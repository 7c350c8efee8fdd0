// ==========================================
// 生产管理系统 - SQLite 连接初始化
// ==========================================
// 目标:
// - 统一连接的 PRAGMA 行为（外键级联删除依赖 foreign_keys=ON）
// - 统一 busy_timeout
// - 启动时建表（幂等），并记录 schema_version
// ==========================================

use rusqlite::Connection;
use rusqlite::OptionalExtension;
use std::time::Duration;

/// 默认 busy_timeout（毫秒）
pub const DEFAULT_BUSY_TIMEOUT_MS: u64 = 5_000;

/// 当前代码所期望的 schema_version
pub const CURRENT_SCHEMA_VERSION: i64 = 1;

/// 基础数据表结构
///
/// 说明：
/// - 枚举约束使用具名 CHECK，便于错误信息定位到约束
/// - updated_at 由触发器维护，服务层不写时间戳
pub const SCHEMA_SQL: &str = r#"
CREATE TABLE IF NOT EXISTS schema_version (
    version INTEGER PRIMARY KEY,
    applied_at TEXT NOT NULL DEFAULT (datetime('now'))
);

CREATE TABLE IF NOT EXISTS production_lines (
    id INTEGER PRIMARY KEY AUTOINCREMENT,
    line_number TEXT NOT NULL UNIQUE,
    line_name TEXT NOT NULL,
    line_type TEXT NOT NULL,
    shift INTEGER NOT NULL DEFAULT 0,
    speed REAL NOT NULL DEFAULT 0,
    efficiency REAL NOT NULL DEFAULT 0,
    "group" INTEGER,
    flow_code TEXT,
    abbreviation TEXT,
    operator_id TEXT,
    created_at TIMESTAMP DEFAULT CURRENT_TIMESTAMP,
    updated_at TIMESTAMP DEFAULT CURRENT_TIMESTAMP,
    CONSTRAINT ck_production_lines_line_type CHECK (line_type IN ('车身', '涂装', '总装')),
    CONSTRAINT ck_production_lines_shift CHECK (shift >= 0),
    CONSTRAINT ck_production_lines_speed CHECK (speed >= 0)
);

CREATE TABLE IF NOT EXISTS production_line_special_info (
    id INTEGER PRIMARY KEY AUTOINCREMENT,
    production_line_id INTEGER NOT NULL,
    code_type TEXT NOT NULL,
    code_value TEXT NOT NULL,
    line_type TEXT NOT NULL,
    operator_id TEXT,
    created_at TIMESTAMP DEFAULT CURRENT_TIMESTAMP,
    updated_at TIMESTAMP DEFAULT CURRENT_TIMESTAMP,
    FOREIGN KEY (production_line_id) REFERENCES production_lines(id) ON DELETE CASCADE,
    CONSTRAINT uq_special_info_line_code UNIQUE (production_line_id, code_type, code_value),
    CONSTRAINT ck_special_info_code_type CHECK (code_type IN ('WhiteBodyCode', 'ColorCode')),
    CONSTRAINT ck_special_info_line_type CHECK (line_type IN ('车身', '涂装', '总装'))
);

CREATE INDEX IF NOT EXISTS idx_special_info_line_code
    ON production_line_special_info(production_line_id, code_type);

CREATE TABLE IF NOT EXISTS special_engines (
    id INTEGER PRIMARY KEY AUTOINCREMENT,
    engine_code TEXT NOT NULL UNIQUE,
    gear TEXT NOT NULL,
    engine_name TEXT NOT NULL,
    operator_id TEXT,
    created_at TIMESTAMP DEFAULT CURRENT_TIMESTAMP,
    updated_at TIMESTAMP DEFAULT CURRENT_TIMESTAMP
);

CREATE TABLE IF NOT EXISTS planned_colors (
    id INTEGER PRIMARY KEY AUTOINCREMENT,
    color_code TEXT NOT NULL UNIQUE,
    color_name TEXT NOT NULL,
    top_coat_color TEXT,
    operator_id TEXT,
    created_at TIMESTAMP DEFAULT CURRENT_TIMESTAMP,
    updated_at TIMESTAMP DEFAULT CURRENT_TIMESTAMP
);

CREATE TRIGGER IF NOT EXISTS update_production_lines_timestamp
AFTER UPDATE ON production_lines
FOR EACH ROW
BEGIN
    UPDATE production_lines SET updated_at = CURRENT_TIMESTAMP WHERE id = NEW.id;
END;

CREATE TRIGGER IF NOT EXISTS update_production_line_special_info_timestamp
AFTER UPDATE ON production_line_special_info
FOR EACH ROW
BEGIN
    UPDATE production_line_special_info SET updated_at = CURRENT_TIMESTAMP WHERE id = NEW.id;
END;

CREATE TRIGGER IF NOT EXISTS update_special_engines_timestamp
AFTER UPDATE ON special_engines
FOR EACH ROW
BEGIN
    UPDATE special_engines SET updated_at = CURRENT_TIMESTAMP WHERE id = NEW.id;
END;

CREATE TRIGGER IF NOT EXISTS update_planned_colors_timestamp
AFTER UPDATE ON planned_colors
FOR EACH ROW
BEGIN
    UPDATE planned_colors SET updated_at = CURRENT_TIMESTAMP WHERE id = NEW.id;
END;
"#;

/// 配置 SQLite 连接的统一 PRAGMA
///
/// 说明：
/// - foreign_keys 需要“每个连接”单独开启，否则级联删除不生效
/// - busy_timeout 需要“每个连接”单独配置
pub fn configure_sqlite_connection(conn: &Connection) -> rusqlite::Result<()> {
    conn.execute_batch("PRAGMA foreign_keys = ON;")?;
    conn.busy_timeout(Duration::from_millis(DEFAULT_BUSY_TIMEOUT_MS))?;
    Ok(())
}

/// 打开 SQLite 连接、应用统一配置并初始化表结构
pub fn open_sqlite_connection(db_path: &str) -> rusqlite::Result<Connection> {
    let mut conn = Connection::open(db_path)?;
    configure_sqlite_connection(&conn)?;
    init_schema(&mut conn)?;
    Ok(conn)
}

/// 初始化表结构（幂等）
pub fn init_schema(conn: &mut Connection) -> rusqlite::Result<()> {
    let tx = conn.transaction()?;
    tx.execute_batch(SCHEMA_SQL)?;
    tx.execute(
        "INSERT OR IGNORE INTO schema_version (version) VALUES (?1)",
        [CURRENT_SCHEMA_VERSION],
    )?;
    tx.commit()?;

    match read_schema_version(conn)? {
        Some(v) if v > CURRENT_SCHEMA_VERSION => {
            tracing::warn!(
                db_version = v,
                expected = CURRENT_SCHEMA_VERSION,
                "数据库 schema_version 高于当前程序版本"
            );
        }
        _ => {}
    }
    Ok(())
}

/// 读取 schema_version（若表不存在则返回 None）
pub fn read_schema_version(conn: &Connection) -> rusqlite::Result<Option<i64>> {
    let has_table: bool = conn
        .query_row(
            "SELECT 1 FROM sqlite_master WHERE type='table' AND name='schema_version' LIMIT 1",
            [],
            |_row| Ok(true),
        )
        .optional()?
        .unwrap_or(false);

    if !has_table {
        return Ok(None);
    }

    let v: Option<i64> = conn.query_row("SELECT MAX(version) FROM schema_version", [], |row| row.get(0))?;
    Ok(v)
}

What the task requires: Show every line of the listing that includes the word "EXISTS".

Problem solution:
CREATE TABLE IF NOT EXISTS schema_version (
CREATE TABLE IF NOT EXISTS production_lines (
CREATE TABLE IF NOT EXISTS production_line_special_info (
CREATE INDEX IF NOT EXISTS idx_special_info_line_code
CREATE TABLE IF NOT EXISTS special_engines (
CREATE TABLE IF NOT EXISTS planned_colors (
CREATE TRIGGER IF NOT EXISTS update_production_lines_timestamp
CREATE TRIGGER IF NOT EXISTS update_production_line_special_info_timestamp
CREATE TRIGGER IF NOT EXISTS update_special_engines_timestamp
CREATE TRIGGER IF NOT EXISTS update_planned_colors_timestamp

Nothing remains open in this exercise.